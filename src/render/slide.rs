use std::path::{Path, PathBuf};

use crate::{
    assemble::concat::{DurationMismatch, write_concat_manifest},
    assets::scan::AssetKind,
    config::EncodeSettings,
    encode::command::{AudioCodec, FfmpegCommand, Input, VideoCodec, VideoFilter},
    foundation::{
        core::Canvas,
        error::{EncodeStage, StoryreelError, StoryreelResult},
    },
    motion::zoom::{ZoomDirection, ZoomTrajectory},
    pipeline::RunContext,
    timeline::plan::Slot,
};

/// A normalized per-slot clip in the run workspace.
#[derive(Clone, Debug, PartialEq, serde::Serialize)]
pub struct RenderedClip {
    /// Position of the slot this clip realizes.
    pub slot_index: usize,
    /// Clip file inside the workspace.
    pub path: PathBuf,
    /// Duration the slot was allocated.
    pub allocated_duration: f64,
    /// Duration measured by re-probing the clip.
    pub actual_duration: f64,
    /// Set when the measured duration is outside the per-clip tolerance.
    pub mismatch: Option<DurationMismatch>,
}

/// How a pre-rendered clip is fitted to its slot.
#[derive(Clone, Copy, Debug, PartialEq, Eq)]
pub enum ClipStrategy {
    /// Clip is long enough: cut at the allocated duration.
    Trim,
    /// Clip is too short: concatenate `repeats` copies, then trim.
    Loop {
        /// Number of back-to-back copies.
        repeats: u32,
    },
}

/// Trim iff `clip_sec >= allocated_sec`; otherwise loop `floor(allocated / clip) + 2` times.
pub fn select_clip_strategy(clip_sec: f64, allocated_sec: f64) -> ClipStrategy {
    if clip_sec >= allocated_sec {
        return ClipStrategy::Trim;
    }
    let whole = if clip_sec > 0.0 {
        (allocated_sec / clip_sec).floor()
    } else {
        0.0
    };
    let repeats = if whole.is_finite() && whole < f64::from(u32::MAX - 2) {
        whole as u32 + 2
    } else {
        u32::MAX
    };
    ClipStrategy::Loop { repeats }
}

/// Camera motion policy: still images alternate In/Out by slot position; clips never move.
pub fn motion_for(position: usize, kind: AssetKind, enabled: bool) -> Option<ZoomDirection> {
    match kind {
        AssetKind::StaticImage if enabled => Some(ZoomDirection::alternating(position)),
        AssetKind::StaticImage | AssetKind::PrerenderedClip => None,
    }
}

/// Largest even-sized box with the source aspect ratio that fits inside `canvas`.
pub fn fit_within(src_width: u32, src_height: u32, canvas: &Canvas) -> (u32, u32) {
    let scale = (f64::from(canvas.width) / f64::from(src_width))
        .min(f64::from(canvas.height) / f64::from(src_height));
    let even = |v: f64, max: u32| -> u32 {
        let v = (v.floor() as u32).min(max);
        (v - v % 2).max(2)
    };
    (
        even(f64::from(src_width) * scale, canvas.width),
        even(f64::from(src_height) * scale, canvas.height),
    )
}

fn fades(slot: &Slot, canvas: &Canvas) -> Vec<VideoFilter> {
    let mut out = Vec::new();
    if slot.fade_in > 0.0 {
        out.push(VideoFilter::FadeIn {
            duration: slot.fade_in,
        });
    }
    if slot.fade_out > 0.0 {
        out.push(VideoFilter::FadeOut {
            start: (canvas.frames_to_secs(slot.frames) - slot.fade_out).max(0.0),
            duration: slot.fade_out,
        });
    }
    out
}

fn h264(settings: &EncodeSettings) -> VideoCodec {
    VideoCodec::H264 {
        crf: settings.crf,
        preset: settings.preset,
    }
}

/// Fit a still image onto the canvas: exact even scale when its size is known, aspect-preserving
/// scale otherwise, then centered padding. Pixels are not yet square after this.
fn still_fit(slot: &Slot, canvas: &Canvas) -> [VideoFilter; 2] {
    let scale = match slot.asset.dimensions() {
        Some((w, h)) => {
            let (width, height) = fit_within(w, h, canvas);
            VideoFilter::Scale { width, height }
        }
        None => VideoFilter::FitScale {
            width: canvas.width,
            height: canvas.height,
        },
    };
    [
        scale,
        VideoFilter::Pad {
            width: canvas.width,
            height: canvas.height,
        },
    ]
}

/// Encoder command for a still-image slot.
///
/// With motion the image is decoded once and `zoompan` emits every frame; without it the image is
/// looped at the canvas frame rate. Slots too short for two frames get no motion. Both paths end
/// with square pixels and exactly `slot.frames` frames.
pub fn still_command(
    slot: &Slot,
    canvas: &Canvas,
    settings: &EncodeSettings,
    max_zoom: f64,
    output: &Path,
) -> StoryreelResult<FfmpegCommand> {
    let trajectory = match slot.motion {
        Some(direction) => ZoomTrajectory::new(direction, slot.frames, max_zoom)?,
        None => None,
    };

    let cmd = FfmpegCommand::new(output);
    let cmd = match trajectory {
        Some(trajectory) => cmd
            .input(Input::File(slot.asset.path.clone()))
            .filters(still_fit(slot, canvas))
            .filter(VideoFilter::ZoomPan {
                trajectory,
                canvas: *canvas,
            })
            .filter(VideoFilter::SetSar),
        None => cmd
            .input(Input::LoopedStill {
                path: slot.asset.path.clone(),
                framerate: canvas.fps,
            })
            .filters(still_fit(slot, canvas))
            .filter(VideoFilter::SetSar),
    };
    Ok(cmd
        .filters(fades(slot, canvas))
        .frame_rate(canvas.fps)
        .frames(slot.frames)
        .video_codec(h264(settings))
        .audio_codec(AudioCodec::None))
}

/// Encoder command normalizing `source` (the clip or its looped extension) into a slot clip.
pub fn clip_command(
    slot: &Slot,
    source: &Path,
    canvas: &Canvas,
    settings: &EncodeSettings,
    output: &Path,
) -> FfmpegCommand {
    FfmpegCommand::new(output)
        .input(Input::File(source.to_path_buf()))
        .filters(VideoFilter::letterbox(canvas))
        .filter(VideoFilter::SetSar)
        .filters(fades(slot, canvas))
        .frame_rate(canvas.fps)
        .frames(slot.frames)
        .video_codec(h264(settings))
        .audio_codec(AudioCodec::None)
}

/// Stream-copy concatenation of a repeat list.
pub fn repeat_command(list: &Path, output: &Path) -> FfmpegCommand {
    FfmpegCommand::new(output)
        .input(Input::ConcatList(list.to_path_buf()))
        .video_codec(VideoCodec::Copy)
        .audio_codec(AudioCodec::None)
}

/// Render one slot into the workspace, re-probe it and report the result.
#[tracing::instrument(skip_all, fields(slot = slot.position, asset = %slot.asset.file_name()))]
pub fn render_slot(ctx: &RunContext, slot: &Slot, total: usize) -> StoryreelResult<RenderedClip> {
    let output = ctx.workspace().join(format!("slot_{:04}.mp4", slot.position));
    let stage = EncodeStage::Slide {
        slot: slot.position,
        asset: slot.asset.path.clone(),
    };

    match slot.asset.kind {
        AssetKind::StaticImage => {
            let cmd = still_command(
                slot,
                &ctx.canvas(),
                ctx.settings(),
                ctx.max_zoom(),
                &output,
            )?;
            ctx.encoder().run(&cmd, &stage)?;
        }
        AssetKind::PrerenderedClip => {
            let clip_sec = slot.asset.probed_duration.ok_or_else(|| {
                StoryreelError::probe(&slot.asset.path, "clip has no probed duration")
            })?;
            let frame_sec = ctx.canvas().frames_to_secs(1);
            if clip_sec < frame_sec {
                return Err(StoryreelError::probe(
                    &slot.asset.path,
                    format!("clip lasts {clip_sec}s, shorter than one {frame_sec:.4}s frame"),
                ));
            }
            if slot.asset.has_audio {
                tracing::debug!("dropping the clip's own audio track");
            }
            let source = match select_clip_strategy(clip_sec, slot.allocated_duration) {
                ClipStrategy::Trim => slot.asset.path.clone(),
                ClipStrategy::Loop { repeats } => {
                    tracing::debug!(clip_sec, repeats, "extending short clip by looping");
                    extend_by_looping(ctx, slot, repeats)?
                }
            };
            let cmd = clip_command(slot, &source, &ctx.canvas(), ctx.settings(), &output);
            ctx.encoder().run(&cmd, &stage)?;
        }
    }

    let actual_duration = ctx.prober().probe(&output)?.require_duration(&output)?;
    let mismatch = DurationMismatch::check(
        format!("slot {}", slot.position),
        slot.allocated_duration,
        actual_duration,
        ctx.clip_tolerance(),
    );
    match &slot.asset.title {
        Some(title) => tracing::info!(
            "clip {}/{} created: {actual_duration:.2}s ({title})",
            slot.position + 1,
            total
        ),
        None => tracing::info!(
            "clip {}/{} created: {actual_duration:.2}s",
            slot.position + 1,
            total
        ),
    }

    Ok(RenderedClip {
        slot_index: slot.position,
        path: output,
        allocated_duration: slot.allocated_duration,
        actual_duration,
        mismatch,
    })
}

fn extend_by_looping(ctx: &RunContext, slot: &Slot, repeats: u32) -> StoryreelResult<PathBuf> {
    let list = ctx
        .workspace()
        .join(format!("repeat_{:04}.txt", slot.position));
    let looped = ctx
        .workspace()
        .join(format!("repeat_{:04}.mp4", slot.position));
    let entries = vec![slot.asset.path.clone(); repeats as usize];
    write_concat_manifest(&list, &entries)?;

    let stage = EncodeStage::Repeat {
        slot: slot.position,
        asset: slot.asset.path.clone(),
    };
    ctx.encoder().run(&repeat_command(&list, &looped), &stage)?;
    Ok(looped)
}

#[cfg(test)]
#[path = "../../tests/unit/render/slide.rs"]
mod tests;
****
# Assignment:
Each line of the material that contains the string "entries" has to be copied out.

# Output for this exercise:
    let entries = vec![slot.asset.path.clone(); repeats as usize];
    write_concat_manifest(&list, &entries)?;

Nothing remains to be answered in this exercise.